Does anyone have any better ideas?

Thanks, CC.


------------------------------

Date: Tue, 08 Jan 2013 16:38:02 +0000
From: Rainer Weikusat <rweikusat@mssgmbh.com>
Subject: Re: best way to make a few changes in a large data file
Message-Id: <87vcb7ljf9.fsf@sapphire.mobileactivedefense.com>

ccc31807 <cartercc@gmail.com> writes:
> My big data file looks like this:
> 1,al
> 2,becky
> 3,carl
> 4,debbie
> 5,ed
> 6,frieda
> ... for perhaps 200K or 300k lines
>
> My change file looks like this:
> 5, edward
> ... for perhaps ten or twelve lines
>
> My script looks like this (SKIPPING THE DETAILS):
> my %big_data_hash;
> while (<BIG>) { my ($id, $name) = split; $big_data_hash{$id} = $name; }
> while (<CHANGE>) { my ($id, $name) = split; $big_data_hash{$id} = $name; }
> foreach my $id (keys %big_data_hash) 
>   { print OUT qq($id,$big_data_hash{$id}\n); }
>
> This seems wasteful to me, loading several hundred thousand lines of
> data in memory just to make a few changes.
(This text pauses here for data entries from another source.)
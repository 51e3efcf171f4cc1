use crate::math::matrix::Matrix;

/// A trainable tensor together with its accumulated gradient.
///
/// Frozen parameters keep their value for the whole run: optimizers skip them
/// and layers do not accumulate gradients into them.
#[derive(Debug, Clone)]
pub struct Param {
    pub value: Matrix,
    pub grad: Matrix,
    pub frozen: bool,
}

/// `(qualified name, parameter)` pairs exposed by models.
pub type NamedParam<'a> = (String, &'a Param);
pub type NamedParamMut<'a> = (String, &'a mut Param);

impl Param {
    pub fn new(value: Matrix) -> Param {
        let grad = Matrix::zeros(value.rows, value.cols);
        Param { value, grad, frozen: false }
    }

    pub fn zero_grad(&mut self) {
        self.grad.fill(0.0);
    }

    pub fn is_trainable(&self) -> bool {
        !self.frozen
    }
}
Is there any way to tie
> the data file to a hash and make the changes directly?

For a text file, no, since insertion or removal of characters affects
the relative positions of all characters afte the place where the
change occured. But you algorithm could be improved: Instead of
reading the data file and the changes file into memory completely,
changing the 'data hash' and looping over all keys of that to generate
the modified output, you could read the change file (which is
presumably much smaller) into memory and then process the data file
line by line, applying changes 'on the go' where necessary, ie,
(uncompiled)

my ($id, $name);	# don't create new variables for every iteration

while (<CHANGE>) {
      ($id, $name) = split /,/;
      $change_hash{$id} = $name;
}                 

while (<BIG>) {
	($id, $name) = split /,/;
        $name = $change_hash{$id} if exists($change_hash{$id});
        
        print OUT qq($id,$name\n);
}


------------------------------

Date: Tue, 08 Jan 2013 16:40:28 +0000
From: bugbear <bugbear@trim_papermule.co.uk_trim>
Subject: Re: best way to make a few changes in a large data file
Message-Id: <soadnYR9_MVh1nHNnZ2dnUVZ8nudnZ2d@brightview.co.uk>

ccc31807 wrote:
> My big data file looks like this:
> 1,al
> 2,becky
> 3,carl
> 4,debbie
> 5,ed
> 6,frieda
> ... for perhaps 200K or 300k lines
>
> My change file looks like this:
> 5, edward
> ... for perhaps ten or twelve lines
>
> My script looks like this (SKIPPING THE DETAILS):
> my %big_data_hash;
> while (<BIG>) { my ($id, $name) = split; $big_data_hash{$id} = $name; }
> while (<CHANGE>) { my ($id, $name) = split; $big_data_hash{$id} = $name; }
> foreach my $id (keys %big_data_hash)
>    { print OUT qq($id,$big_data_hash{$id}\n); }
>
> This seems wasteful to me, loading several hundred thousand lines of data in memory just to make a few changes. Is there any way to tie the data file to a hash and make the changes directly?
>
> Does anyone have any better ideas?

Any improvement would need a change in the file structure - the big win would come from NOT having to modify
a significant number of the disc blocks that represent the file.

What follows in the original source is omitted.